The prize rewards buildings erected outside France, by French architects, Batiactu writes, and is awarded every two years by AFEX, a non-profit architecture organization promoting French architecture; the French Ministry of Culture; the French Ministry of Foreign Affairs; and the Cite de l'Architecture et du Patrimoine, an architecture museum located in Paris.

This year's winner won praise for its environmentally friendly design, which includes a “passive energy building, which uses the least energy possible. The archives located in the building were conceived using rigorous constraints of High Environmental Quality (a French certification for buildings meeting certain quality criteria),” according to Batiactu.

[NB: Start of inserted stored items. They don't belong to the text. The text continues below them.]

use anyhow::Result;
use async_trait::async_trait;
use bitcoin::secp256k1::PublicKey;
use serde::{Deserialize, Serialize};

use crate::swap::SwapHash;

/// Capability set advertised to the swap server. Feature gating is explicit
/// at each call site; never rely on variant ordering.
#[derive(Debug, Clone, Copy, PartialEq, Eq, Serialize, Deserialize)]
#[serde(rename_all = "snake_case")]
pub enum ProtocolVersion {
    /// No optional features.
    Legacy,
    /// The server may split off-chain payments into parts.
    MultiPart,
    /// The client accepts both P2WSH and NP2WSH loop in htlcs.
    NativeSegwitIn,
}

impl ProtocolVersion {
    pub fn supports_multi_part(self) -> bool {
        matches!(
            self,
            ProtocolVersion::MultiPart | ProtocolVersion::NativeSegwitIn
        )
    }

    pub fn supports_native_segwit_in(self) -> bool {
        matches!(self, ProtocolVersion::NativeSegwitIn)
    }
}

#[derive(Debug, Clone, Copy)]
pub struct LoopOutTerms {
    pub min_swap_amount_sat: u64,
    pub max_swap_amount_sat: u64,
    pub min_cltv_delta: u32,
    pub max_cltv_delta: u32,
}

#[derive(Debug, Clone, Copy)]
pub struct LoopOutQuote {
    pub swap_fee_sat: u64,
    pub prepay_amount_sat: u64,
    pub miner_fee_sat: u64,
    pub cltv_delta: u32,
}

#[derive(Debug, Clone)]
pub struct NewLoopOutSwap {
    pub receiver_key: PublicKey,
    pub swap_hash: SwapHash,
    pub amount_sat: u64,
    pub publication_deadline_unix: u64,
    pub protocol_version: ProtocolVersion,
}

#[derive(Debug, Clone)]
pub struct LoopOutSwapCreated {
    pub swap_invoice: String,
    pub prepay_invoice: String,
    pub sender_key: PublicKey,
    pub cltv_expiry: u32,
}

#[derive(Debug, Clone, Copy)]
pub struct LoopInTerms {
    pub min_swap_amount_sat: u64,
    pub max_swap_amount_sat: u64,
}

/// Loop in quote. The server pre-commits to the swap hash here; the client
/// only ever learns the matching preimage through invoice settlement.
#[derive(Debug, Clone, Copy)]
pub struct LoopInQuote {
    pub swap_fee_sat: u64,
    pub miner_fee_sat: u64,
    pub cltv_delta: u32,
    pub swap_hash: SwapHash,
}

#[derive(Debug, Clone)]
pub struct NewLoopInSwap {
    pub sender_key: PublicKey,
    pub swap_hash: SwapHash,
    pub amount_sat: u64,
    pub swap_invoice: String,
    pub last_hop: Option<PublicKey>,
    pub protocol_version: ProtocolVersion,
}

#[derive(Debug, Clone)]
pub struct LoopInSwapCreated {
    pub receiver_key: PublicKey,
    pub cltv_expiry: u32,
}

/// Message-level view of the swap server wire protocol.
#[async_trait]
pub trait SwapServer: Send + Sync {
    async fn loop_out_terms(&self) -> Result<LoopOutTerms>;

    async fn loop_out_quote(&self, amount_sat: u64) -> Result<LoopOutQuote>;

    async fn new_loop_out_swap(&self, req: NewLoopOutSwap) -> Result<LoopOutSwapCreated>;

    async fn loop_in_terms(&self) -> Result<LoopInTerms>;

    async fn loop_in_quote(&self, amount_sat: u64) -> Result<LoopInQuote>;

    async fn new_loop_in_swap(&self, req: NewLoopInSwap) -> Result<LoopInSwapCreated>;
}
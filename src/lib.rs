//! Client core for atomic submarine swaps between an off-chain Lightning
//! balance and an on-chain wallet.
//!
//! The crate sequences and reacts: the swap state machine lives in
//! [`swap::kernel`], one [`swap::executor`] drives each swap through the
//! injected Lightning/chain/server collaborators, and the
//! [`swap::supervisor::Supervisor`] owns the executor population for the
//! lifetime of the process. Chain access, Lightning access, the swap server
//! wire transport and key handling are all behind the collaborator traits in
//! [`chain`], [`lightning`] and [`server`].

pub mod chain;
pub mod config;
pub mod errors;
pub mod lightning;
pub mod logging;
pub mod server;
pub mod swap;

The construction of the building has courted controversy ever since the French architecture firm won the contract in 2005. Instead of erecting the building from ground up on the proposed site, DGT chose to transform a former Soviet airbase, believing “that the new Museum should play an essential role in the regeneration of the area (…) by dealing with this heavily charged and spatially unique place. The National Museum becomes a continuation of the airfield – its roof lifting and expanding towards ‘infinite space’ – inviting the visitor to enter into the landscape and into the heart of the museum.”

The museum is scheduled to open on 1 October 2016, The Baltic Course writes.

The museum is meant as "a place of gathering and interaction, bringing people together to celebrate a rich, if sometimes painful, history," according to its architects.

First proposed in 2003, the project ran into a roadblock in 2011 when the European Commission refused to foot half of the total budget of 63 million euros ($70.4 million), saying the planned building was too large and expensive for an ethnographic collection. After potential developers said the building’s budget was vastly underestimated, the commission at one point advised scrapping the project altogether.

• Its location in Raadi, a neighborhood of Tartu, has fueled criticism for being too remote a site to attract enough visitors to generate revenue.

• The original National Museum, also located in Raadi, was destroyed during World War II. During the Soviet era, the area was home to an airfield that caused Tartu to become a “closed city,” forbidden to outsiders.

• The museum will host, among other things, an enormous Estonian flag, currently being knitted by Finland-based Estonian construction worker Valtrik Pihl, in celebration of the Baltic nation's centenary in 2018. The flag is supposed to have a surface of 160 square meters (1,722-square feet), an endeavor that will take 3,000 hours and use 139 kilometers (86 miles) of yarn.

(Compiled by Ioana Caloianu)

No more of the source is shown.